アパレルが良かった時代は「未来を見せてくれる服」やブランドがたくさんあったからみんながワクワク出来たんですよ。それが今売ることだけを求めた結果ワクワクしなくなり面白くなくなった。もうトレンドセッターのポジションではなくなってしまったけど、それならよりワクワクさせるような提案をしなきゃダメでしょうが。そうやって他責にしているうちは変わらないと思う。マジであの人誰か止めてほしい。誰か分かってもそっと心の中にしまっておいてくださいね。

僕自身、お客さまに洋服を提案する立場としても、バイヤーとしての立場としても、年々選ぶ難しさが増していく思いを感じてきました。

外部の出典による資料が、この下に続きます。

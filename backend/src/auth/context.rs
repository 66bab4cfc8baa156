//! Explicit per-request session context.

use std::convert::Infallible;
use std::sync::Arc;

use axum::async_trait;
use axum::extract::FromRequestParts;
use axum::http::header::{AUTHORIZATION, COOKIE};
use axum::http::request::Parts;
use axum::http::HeaderMap;

use crate::AppState;

/// Session material captured from one request.
///
/// Resolvers receive this explicitly instead of reading cookies from
/// ambient state.
#[derive(Debug, Clone, Default, PartialEq)]
pub struct RequestContext {
    access_token: Option<String>,
    tenant_session: Option<String>,
}

impl RequestContext {
    /// A context with no session at all.
    pub fn anonymous() -> Self {
        Self::default()
    }

    pub fn with_access_token(token: impl Into<String>) -> Self {
        Self {
            access_token: Some(token.into()),
            tenant_session: None,
        }
    }

    /// Capture session material from request headers.
    ///
    /// A `Bearer` authorization header wins over the access-token cookie.
    pub fn from_headers(headers: &HeaderMap, access_cookie: &str, tenant_cookie: &str) -> Self {
        let bearer = headers
            .get(AUTHORIZATION)
            .and_then(|v| v.to_str().ok())
            .and_then(|v| v.strip_prefix("Bearer "))
            .map(str::trim)
            .filter(|t| !t.is_empty())
            .map(String::from);

        Self {
            access_token: bearer.or_else(|| cookie_value(headers, access_cookie)),
            tenant_session: cookie_value(headers, tenant_cookie),
        }
    }

    pub fn access_token(&self) -> Option<&str> {
        self.access_token.as_deref()
    }

    pub fn tenant_session(&self) -> Option<&str> {
        self.tenant_session.as_deref()
    }
}

/// First non-empty value of cookie `name` across all `Cookie` headers.
pub fn cookie_value(headers: &HeaderMap, name: &str) -> Option<String> {
    headers
        .get_all(COOKIE)
        .iter()
        .filter_map(|v| v.to_str().ok())
        .flat_map(|v| v.split(';'))
        .filter_map(|pair| pair.trim().split_once('='))
        .find(|(key, value)| *key == name && !value.is_empty())
        .map(|(_, value)| value.to_string())
}

#[async_trait]
impl FromRequestParts<Arc<AppState>> for RequestContext {
    type Rejection = Infallible;

    async fn from_request_parts(parts: &mut Parts, state: &Arc<AppState>) -> Result<Self, Self::Rejection> {
        Ok(RequestContext::from_headers(
            &parts.headers,
            &state.config.provider.access_token_cookie,
            &state.config.tenant.cookie_name,
        ))
    }
}

#[cfg(test)]
mod tests {
    use super::*;
    use axum::http::HeaderValue;

    fn headers(pairs: &[(&'static str, &str)]) -> HeaderMap {
        let mut headers = HeaderMap::new();
        for (name, value) in pairs {
            headers.append(*name, HeaderValue::from_str(value).unwrap());
        }
        headers
    }

    #[test]
    fn test_bearer_header_is_used() {
        let ctx = RequestContext::from_headers(
            &headers(&[("authorization", "Bearer abc")]),
            "sb-access-token",
            "tenant_session",
        );
        assert_eq!(ctx.access_token(), Some("abc"));
        assert_eq!(ctx.tenant_session(), None);
    }

    #[test]
    fn test_bearer_wins_over_cookie() {
        let ctx = RequestContext::from_headers(
            &headers(&[
                ("authorization", "Bearer from-header"),
                ("cookie", "sb-access-token=from-cookie"),
            ]),
            "sb-access-token",
            "tenant_session",
        );
        assert_eq!(ctx.access_token(), Some("from-header"));
    }

    #[test]
    fn test_cookie_fallback() {
        let ctx = RequestContext::from_headers(
            &headers(&[("cookie", "theme=dark; sb-access-token=tok; tenant_session=sess")]),
            "sb-access-token",
            "tenant_session",
        );
        assert_eq!(ctx.access_token(), Some("tok"));
        assert_eq!(ctx.tenant_session(), Some("sess"));
    }

    #[test]
    fn test_basic_auth_is_ignored() {
        let ctx = RequestContext::from_headers(
            &headers(&[("authorization", "Basic dXNlcjpwYXNz")]),
            "sb-access-token",
            "tenant_session",
        );
        assert_eq!(ctx, RequestContext::anonymous());
    }

    #[test]
    fn test_empty_bearer_is_ignored() {
        let ctx = RequestContext::from_headers(
            &headers(&[("authorization", "Bearer   ")]),
            "sb-access-token",
            "tenant_session",
        );
        assert_eq!(ctx.access_token(), None);
    }

    #[test]
    fn test_cookie_value_across_multiple_headers() {
        let map = headers(&[("cookie", "a=1"), ("cookie", "b=2; c=3")]);
        assert_eq!(cookie_value(&map, "c"), Some("3".to_string()));
        assert_eq!(cookie_value(&map, "missing"), None);
    }

    #[test]
    fn test_cookie_name_must_match_exactly() {
        let map = headers(&[("cookie", "xsb-access-token=nope; sb-access-token=")]);
        assert_eq!(cookie_value(&map, "sb-access-token"), None);
    }
}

国内はもちろんパリへ行っても、前はワクワク出来るものが一定数あったのに、ここ5年くらいでその数がどんどん減っている。これは僕の感覚の問題だけじゃないと思う。

無難に、売れ筋で、ということが世界中で起きていて、あのフランスでもそうなのかと愕然としたことを覚えています。だから簡単には抗えないことなのかも知れませんが、逆説的にアパレルが売れないことの原因の一端はやはりこれだと確信せざるを得ませんでした。

やっぱり自分がワクワク出来ないと、お客さまにはお勧め出来ない。熱量を持ってプッシュ出来ない。イメージが湧かない。だからこれはスタイリストとしても切なる願いなのです。

”ワクワク出来る服”とは

僕はやはり「心が動くこと」だと思っています。

単純にこの服が着たい!と思えること。この服を着て行きたい場所や着て活躍する自分の姿が浮かぶこと。圧倒的に欲しいという熱量で買った服は、必ずあなたの人生を後押ししてくれます。

現実的にファッションが世の中のトレンドのトップに返り咲くことは難しいと思う。けれど斜陽産業なんて言われ方をされたままでいいのか、という業界人としての想いもある。

今再び、”売れなくても必要な服”が世の中に求められているのではないでしょうか。今日のような閉塞感がある世の中だからこそ、未来を見られる服が。着る場所が機会がないからとか言ってたらどんどん面白くないものばかりになっていく。

せめて服くらいはワクワクしながら選びたくないですか?身に着けるものからテンション上げていくべきです。素敵な服を選んで損することはひとっっっつもありません。いつもよりちょっと多めにお金が減る以外は。

ワクワク以外勝たん。これファッションの標語にしましょう。机の前とかトイレの壁に貼っておこうと思います。